*** SOURCE DATA ***

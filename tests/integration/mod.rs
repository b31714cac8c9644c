//! Integration test suite for dtk-build
//!
//! End-to-end tests of the public API against real files in temporary
//! directories.
//!
//! # Running Integration Tests
//!
//! ```bash
//! cargo test --test integration
//! ```
//!
//! # Test Organization
//!
//! - **page_analysis**: loader detection, module formats and discovered modules
//! - **build_request**: request parsing, profile rendering and result paths
//! - **determinism**: build reference stability and ordering policy
//! - **config**: wiring collaborators from the service configuration

mod build_request;
mod config;
mod determinism;
mod page_analysis;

*** End of SOURCE DATA ***

-- ACTION ITEM --
Write out every record again, exactly as it was written.

-- SOLUTION TO THIS EXERCISE --
filename tests/integration/mod.rs
repository b31714cac8c9644c
//! Integration test suite for dtk-build
//!
//! End-to-end tests of the public API against real files in temporary
//! directories.
//!
//! # Running Integration Tests
//!
//! ```bash
//! cargo test --test integration
//! ```
//!
//! # Test Organization
//!
//! - **page_analysis**: loader detection, module formats and discovered modules
//! - **build_request**: request parsing, profile rendering and result paths
//! - **determinism**: build reference stability and ordering policy
//! - **config**: wiring collaborators from the service configuration

mod build_request;
mod config;
mod determinism;
mod page_analysis;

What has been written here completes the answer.